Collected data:
┄┄┄┄┄┄

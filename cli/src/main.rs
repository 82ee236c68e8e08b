mod args;
mod config;
mod ui;

use anyhow::{bail, Context, Result};
use args::{Cli, Commands, DownloadArgs};
use clap::Parser;
use colored::*;
use std::io::Read;
use std::path::Path;
use std::sync::Arc;
use tracing::{info, warn};
use ytgrab_core::*;

#[tokio::main]
async fn main() -> Result<()> {
    let cli = Cli::parse();

    // Setup logging
    setup_logging(cli.verbose);

    let config = engine_config(&cli);

    match cli.command {
        Commands::Get(args) => {
            let descriptor = descriptor(SourceDescriptor::video(args.url), &args.download)?;
            download(config?, descriptor).await?;
        }

        Commands::Playlist(args) => {
            let mut descriptor = descriptor(SourceDescriptor::playlist(args.url), &args.download)?;
            descriptor.options.playlist_range = PlaylistRange {
                start: args.start,
                limit: args.limit,
            };
            download(config?, descriptor).await?;
        }

        Commands::Batch(args) => {
            let urls = read_url_list(&args.file)?;
            if urls.is_empty() {
                bail!("{} lists no URLs", args.file.display());
            }
            println!("📋 {} URLs queued from {}", urls.len(), args.file.display());
            let descriptor = descriptor(SourceDescriptor::url_list(urls), &args.download)?;
            download(config?, descriptor).await?;
        }

        Commands::Info(args) => {
            let engine = build_engine(config?).await?;
            let metadata = engine.resolve_info(&args.url).await?;
            match args.format.as_str() {
                "json" => println!("{}", serde_json::to_string_pretty(&metadata)?),
                _ => ui::display_metadata(&metadata),
            }
        }

        Commands::Quality(args) => {
            let engine = build_engine(config?).await?;
            let qualities = engine.available_qualities(&args.url).await?;
            ui::display_quality_options(&qualities, args.audio_only, args.video_only);
        }

        Commands::History(args) => {
            handle_history(config?, args)?;
        }

        Commands::Config(args) => {
            handle_config(&args)?;
        }
    }

    Ok(())
}

/// Configuration file and environment, then command-line overrides.
fn engine_config(cli: &Cli) -> Result<EngineConfig> {
    let mut config = config::load_config()?;
    if let Some(output) = &cli.output {
        config.output_dir = output.clone();
    }
    if let Some(jobs) = cli.jobs {
        if jobs == 0 {
            bail!("--jobs must be at least 1");
        }
        config.max_concurrent = jobs;
    }
    if let Some(rate) = &cli.limit_rate {
        let bytes = parse_rate_limit(rate)
            .with_context(|| format!("invalid rate limit '{rate}', expected e.g. 500K or 2M"))?;
        config.rate_limit_bytes_per_sec = Some(bytes);
    }
    Ok(config)
}

fn descriptor(base: SourceDescriptor, args: &DownloadArgs) -> Result<SourceDescriptor> {
    let download_type: DownloadType = args.download_type.parse()?;
    let selection = match &args.format_id {
        Some(id) => FormatSelection::FormatId(id.clone()),
        None => FormatSelection::Preset(args.quality.parse()?),
    };

    let mut descriptor = base.with_type(download_type).with_selection(selection);
    if let (Some(start), Some(end)) = (&args.trim_start, &args.trim_end) {
        let start = parse_timestamp(start).with_context(|| format!("invalid trim start '{start}'"))?;
        let end = parse_timestamp(end).with_context(|| format!("invalid trim end '{end}'"))?;
        descriptor = descriptor.with_trim(start, end);
    }
    if let Some(codec) = &args.audio_codec {
        if download_type != DownloadType::AudioOnly {
            warn!("--audio-codec only applies to --type audio");
        }
        descriptor.options.audio_codec = Some(codec.parse()?);
    }
    descriptor.options.output_template = args.template.clone();
    Ok(descriptor)
}

fn read_url_list(file: &Path) -> Result<Vec<String>> {
    let text = if file.as_os_str() == "-" {
        let mut text = String::new();
        std::io::stdin()
            .read_to_string(&mut text)
            .context("failed to read URLs from stdin")?;
        text
    } else {
        std::fs::read_to_string(file).with_context(|| format!("failed to read {}", file.display()))?
    };

    Ok(text
        .lines()
        .map(str::trim)
        .filter(|line| !line.is_empty() && !line.starts_with('#'))
        .map(str::to_string)
        .collect())
}

async fn build_engine(config: EngineConfig) -> Result<Engine> {
    let backend = Arc::new(YtDlpBackend::from_config(&config));
    if !backend.check_available().await {
        bail!(
            "{} was not found; install yt-dlp or set ytdlp_path with `ytgrab config set`",
            config.ytdlp_path.display()
        );
    }
    let transcoder = Arc::new(FfmpegTranscoder::new(&config.ffmpeg_path));
    if !transcoder.check_available().await {
        warn!("ffmpeg was not found; trimming and audio extraction will fail");
    }
    Ok(Engine::new(config, backend, transcoder)?)
}

/// Run one descriptor to completion, rendering progress until every job
/// finished or Ctrl-C stopped the engine.
async fn download(config: EngineConfig, descriptor: SourceDescriptor) -> Result<()> {
    let output_dir = descriptor
        .options
        .output_dir
        .clone()
        .unwrap_or_else(|| config.output_dir.clone());
    let engine = build_engine(config).await?;

    let events = engine.subscribe();
    let view = tokio::spawn(ui::ProgressView::new().run(events));

    let batch = engine.submit(descriptor)?;
    engine.start()?;
    info!("Saving to {}", output_dir.display());

    let interrupted = tokio::select! {
        progress = engine.wait_for_batch(batch) => {
            progress?;
            false
        }
        _ = tokio::signal::ctrl_c() => {
            println!("\n{}", "⏹️  Stopping...".yellow());
            true
        }
    };

    engine.stop().await;
    view.await.context("progress display crashed")?;

    let summary = engine
        .batch_progress(batch)
        .context("batch disappeared from the queue")?;
    print_summary(&engine, batch, &summary);

    if interrupted {
        bail!("interrupted");
    }
    if summary.failed_jobs > 0 {
        bail!("{} of {} downloads failed", summary.failed_jobs, summary.total_jobs);
    }
    if let Some(Batch {
        status: BatchStatus::Failed(err),
        ..
    }) = engine.batch(batch)
    {
        bail!("{}", err.message);
    }
    Ok(())
}

fn print_summary(engine: &Engine, batch: BatchId, summary: &BatchProgress) {
    println!();
    println!("📊 Download Summary:");
    println!("   ✅ Completed: {}", summary.completed_jobs.to_string().green());
    println!("   ❌ Failed: {}", summary.failed_jobs.to_string().red());
    if summary.cancelled_jobs > 0 {
        println!("   ⏹️  Cancelled: {}", summary.cancelled_jobs.to_string().yellow());
    }

    let Some(batch) = engine.batch(batch) else { return };
    for job in batch.job_ids.iter().filter_map(|id| engine.job(*id)) {
        match (&job.state, &job.output_path, &job.error) {
            (JobState::Completed, Some(path), _) => {
                println!("   🎉 {}", path.display().to_string().green());
            }
            (JobState::Failed, _, Some(err)) => {
                println!("   💥 {}: {}", job.display_name(), err.message.red());
            }
            _ => {}
        }
    }
}

fn handle_history(config: EngineConfig, args: args::HistoryArgs) -> Result<()> {
    let Some(path) = config.history_path else {
        bail!("history is disabled (history_path is null)");
    };
    let history = HistoryStore::open(path)?;

    match args.action {
        args::HistoryAction::List { limit } => {
            ui::display_history(&history.records(), limit);
        }
        args::HistoryAction::Clear { yes } => {
            let confirmed = yes
                || dialoguer::Confirm::new()
                    .with_prompt(format!("Forget all {} past downloads?", history.len()))
                    .default(false)
                    .interact()?;
            if confirmed {
                history.clear()?;
                println!("🧹 History cleared");
            }
        }
        args::HistoryAction::Export { path } => {
            let count = history.export(&path)?;
            println!("💾 Exported {} entries to {}", count, path.display());
        }
    }
    Ok(())
}

fn handle_config(args: &args::ConfigArgs) -> Result<()> {
    match &args.action {
        args::ConfigAction::Show => {
            config::show_config()?;
        }
        args::ConfigAction::Set { key, value } => {
            config::set_config(key, value)?;
        }
        args::ConfigAction::Reset => {
            config::reset_config()?;
        }
    }
    Ok(())
}

fn setup_logging(verbose: bool) {
    let level = if verbose {
        tracing::Level::DEBUG
    } else {
        tracing::Level::INFO
    };

    tracing_subscriber::fmt()
        .with_max_level(level)
        .with_target(false)
        .without_time()
        .init();
}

┄┄┄┄┄┄

Show all lines above containing "DownloadArgs".

RESULT OF THIS EXERCISE>
use args::{Cli, Commands, DownloadArgs};
fn descriptor(base: SourceDescriptor, args: &DownloadArgs) -> Result<SourceDescriptor> {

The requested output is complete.